We need a mechanism to terminate our application when it hangs. Though we could spawn a special monitoring thread or process, there is another, simpler way to do this—POSIX signals.

Any process running in a POSIX operating system can receive a number of signals. To deliver a signal to the process, the operating system stops the normal execution of the process and invokes a corresponding signal handler. 

One of the signals that can be delivered to the process is called alarm and, by default, its handler just terminates the application. This is exactly what we need to implement a watchdog.

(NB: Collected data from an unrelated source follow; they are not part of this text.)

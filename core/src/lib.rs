//! Form state and validation engine.
//!
//! This crate holds the rules for turning a flat list of named fields into a
//! structured form submission:
//!
//! - [`ValidationRule`] / [`ValidationPolicy`]: labeled regex rules and the
//!   per-field policy (rules plus a `required` flag).
//! - [`create_field`] / [`FieldState`]: a field's initial state, with
//!   validity computed from its default value.
//! - [`validate`]: the single pass/fail decision for a policy and value;
//!   [`check_rules`] reports each rule separately.
//! - [`FormState`]: the keyed field table. [`ChangeEvent`]s are reduced into
//!   new states with [`FormState::apply_change`], and
//!   [`FormState::is_form_valid`] aggregates validity.
//! - [`normalize`]: projects dotted field names into a nested
//!   [`OutputNode`] tree.
//!
//! Rendering is not part of this crate; widgets talk to it only through
//! [`ChangeEvent`].
//!
//! # Example
//!
//! ```
//! use formkit_core::*;
//!
//! let mut form = FormState::from_definitions([
//!     (
//!         "metadata.name",
//!         ValidationPolicy::required().with_rules(function_name_rules()),
//!         FieldValue::text(""),
//!     ),
//!     ("spec.runtime", ValidationPolicy::optional(), FieldValue::text("golang")),
//! ])
//! .unwrap();
//! assert!(!form.is_form_valid());
//!
//! let policy = form.get("metadata.name").unwrap().policy().clone();
//! form.dispatch(ChangeEvent::validated("metadata.name", &policy, "thumbnailer".into()))
//!     .unwrap();
//! assert!(form.is_form_valid());
//!
//! assert_eq!(
//!     form.normalize().to_json(),
//!     serde_json::json!({
//!         "metadata": { "name": "thumbnailer" },
//!         "spec": { "runtime": "golang" }
//!     })
//! );
//! ```

mod field;
mod normalize;
mod rule;
mod store;
mod validate;

pub use field::{FieldState, FieldValue, create_field};
pub use normalize::{OutputNode, normalize};
pub use rule::{
    RuleError, ValidationPolicy, ValidationRule, function_name_rules, service_name_rules,
};
pub use store::{ChangeEvent, FormError, FormState};
pub use validate::{RuleCheck, check_rules, validate};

The constructor of our Watchdog class accepts one parameter, seconds:

Watchdog(std::chrono::seconds seconds):

It is a time interval for our watchdog and it is immediately passed into the feed method to activate the watchdog timer:

feed();

The feed method invokes a POSIX function alarm that sets the timer. If the timer is already set, it updates it with a new value:

void feed() {
alarm(seconds.count());
}

Finally, we invoke the same alarm function in the destructor to disable the timer by passing a value of 0:

alarm(0);

Now, each time we invoke the feed function, we shift the time when the process will receive the alarm signal. If, however, we do not invoke this function before the timer expires, it triggers the alarm handler, which terminates our process.

To check it out, we've created a simple example. It is a loop that has 10 iterations. On each iteration, we display a message and sleep for a specific interval. The interval is initially 700 ms and on each iteration, it increases by 300 ms; for example, 700 ms, 1,000 ms, 1,300 ms, and so on:

delay += 300ms;

Our watchdog is set to a 2-second interval:

Watchdog watchdog(2s);

Let's run the application and check how it works. It produces the following output:

As we can see, the application was terminated after the sixth iteration, after the delay exceeded the watchdog interval. Moreover, since it was terminated abnormally, its return code is non-zero. If the application is spawned by another application or script, this is an indicator that the application needs to be restarted.

The watchdog technique is a simple and efficient way to build robust embedded applications.